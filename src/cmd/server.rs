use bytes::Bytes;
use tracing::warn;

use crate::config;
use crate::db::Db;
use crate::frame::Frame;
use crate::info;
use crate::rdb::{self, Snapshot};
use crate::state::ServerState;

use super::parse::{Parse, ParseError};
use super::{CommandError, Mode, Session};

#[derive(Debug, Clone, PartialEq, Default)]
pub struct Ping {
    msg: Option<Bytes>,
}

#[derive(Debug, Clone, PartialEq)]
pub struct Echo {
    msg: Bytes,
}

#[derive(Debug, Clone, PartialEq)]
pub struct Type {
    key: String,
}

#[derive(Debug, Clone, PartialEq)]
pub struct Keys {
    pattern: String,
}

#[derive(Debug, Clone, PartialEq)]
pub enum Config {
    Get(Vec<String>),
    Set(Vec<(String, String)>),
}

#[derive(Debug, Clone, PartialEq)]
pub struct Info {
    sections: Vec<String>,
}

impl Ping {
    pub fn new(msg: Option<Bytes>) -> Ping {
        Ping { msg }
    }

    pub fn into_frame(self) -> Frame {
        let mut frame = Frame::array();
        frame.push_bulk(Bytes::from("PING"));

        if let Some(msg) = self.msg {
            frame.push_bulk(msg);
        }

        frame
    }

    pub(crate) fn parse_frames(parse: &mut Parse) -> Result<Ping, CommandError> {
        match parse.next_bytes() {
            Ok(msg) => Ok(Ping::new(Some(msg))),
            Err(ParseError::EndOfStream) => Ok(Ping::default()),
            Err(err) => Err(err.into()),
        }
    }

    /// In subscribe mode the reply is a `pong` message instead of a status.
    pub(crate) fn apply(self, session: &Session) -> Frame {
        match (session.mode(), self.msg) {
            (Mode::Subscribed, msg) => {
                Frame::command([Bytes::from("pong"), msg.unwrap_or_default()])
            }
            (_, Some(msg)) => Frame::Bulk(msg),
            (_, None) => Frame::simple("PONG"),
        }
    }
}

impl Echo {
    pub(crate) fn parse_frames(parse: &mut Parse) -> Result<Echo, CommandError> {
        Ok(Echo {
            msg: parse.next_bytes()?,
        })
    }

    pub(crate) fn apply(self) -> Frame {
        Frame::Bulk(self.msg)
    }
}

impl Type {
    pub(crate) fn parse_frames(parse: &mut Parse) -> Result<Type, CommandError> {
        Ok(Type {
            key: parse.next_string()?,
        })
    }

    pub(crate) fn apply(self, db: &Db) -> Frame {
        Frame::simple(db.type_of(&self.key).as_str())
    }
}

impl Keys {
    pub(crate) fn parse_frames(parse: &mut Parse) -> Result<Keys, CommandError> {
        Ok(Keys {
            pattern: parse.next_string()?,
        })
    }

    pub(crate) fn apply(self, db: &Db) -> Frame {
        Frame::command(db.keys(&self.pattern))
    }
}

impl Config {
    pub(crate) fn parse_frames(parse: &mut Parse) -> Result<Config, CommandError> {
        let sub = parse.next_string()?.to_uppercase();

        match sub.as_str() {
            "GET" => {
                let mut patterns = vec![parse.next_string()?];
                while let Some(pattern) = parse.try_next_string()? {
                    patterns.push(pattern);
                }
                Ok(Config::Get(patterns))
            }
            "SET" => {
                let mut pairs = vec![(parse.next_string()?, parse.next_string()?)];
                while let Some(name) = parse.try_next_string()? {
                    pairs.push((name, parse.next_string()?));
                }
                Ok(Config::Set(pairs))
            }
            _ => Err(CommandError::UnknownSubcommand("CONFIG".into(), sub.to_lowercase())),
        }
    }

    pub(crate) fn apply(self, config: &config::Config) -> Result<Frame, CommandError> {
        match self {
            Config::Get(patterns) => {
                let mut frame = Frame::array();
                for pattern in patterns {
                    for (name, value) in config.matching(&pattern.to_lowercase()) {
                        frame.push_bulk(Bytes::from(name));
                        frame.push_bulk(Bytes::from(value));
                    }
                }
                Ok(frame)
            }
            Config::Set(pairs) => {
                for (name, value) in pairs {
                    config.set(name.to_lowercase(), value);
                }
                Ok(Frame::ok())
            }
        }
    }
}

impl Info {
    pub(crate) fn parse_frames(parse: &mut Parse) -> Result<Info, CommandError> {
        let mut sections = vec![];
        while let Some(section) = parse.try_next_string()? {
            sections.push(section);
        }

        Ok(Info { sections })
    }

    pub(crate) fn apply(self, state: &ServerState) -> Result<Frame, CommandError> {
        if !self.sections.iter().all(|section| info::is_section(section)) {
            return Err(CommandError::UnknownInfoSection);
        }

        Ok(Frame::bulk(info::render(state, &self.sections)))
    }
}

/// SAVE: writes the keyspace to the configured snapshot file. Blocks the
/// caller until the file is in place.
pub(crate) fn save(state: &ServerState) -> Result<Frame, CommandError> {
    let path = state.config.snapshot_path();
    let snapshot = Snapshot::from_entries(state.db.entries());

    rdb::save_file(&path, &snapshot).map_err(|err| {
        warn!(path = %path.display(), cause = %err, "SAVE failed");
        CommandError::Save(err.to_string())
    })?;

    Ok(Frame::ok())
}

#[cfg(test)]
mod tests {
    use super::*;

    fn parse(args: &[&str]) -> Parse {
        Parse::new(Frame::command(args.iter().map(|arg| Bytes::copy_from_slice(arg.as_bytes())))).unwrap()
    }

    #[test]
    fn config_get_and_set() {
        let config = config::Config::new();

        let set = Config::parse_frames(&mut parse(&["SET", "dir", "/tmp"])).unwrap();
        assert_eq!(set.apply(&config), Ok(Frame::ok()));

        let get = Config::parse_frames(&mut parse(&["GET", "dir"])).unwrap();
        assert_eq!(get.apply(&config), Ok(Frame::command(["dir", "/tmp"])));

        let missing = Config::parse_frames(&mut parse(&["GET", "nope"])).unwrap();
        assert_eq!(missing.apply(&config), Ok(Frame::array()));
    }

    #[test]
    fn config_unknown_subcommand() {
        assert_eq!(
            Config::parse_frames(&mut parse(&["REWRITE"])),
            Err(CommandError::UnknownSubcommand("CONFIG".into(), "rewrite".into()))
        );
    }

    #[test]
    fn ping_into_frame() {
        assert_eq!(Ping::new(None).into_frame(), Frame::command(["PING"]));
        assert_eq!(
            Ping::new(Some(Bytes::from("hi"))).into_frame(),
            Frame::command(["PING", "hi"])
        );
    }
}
——
• Work to complete:
State the number of lines in the records that include the string "value", without any other words.

• Reply to the task:
4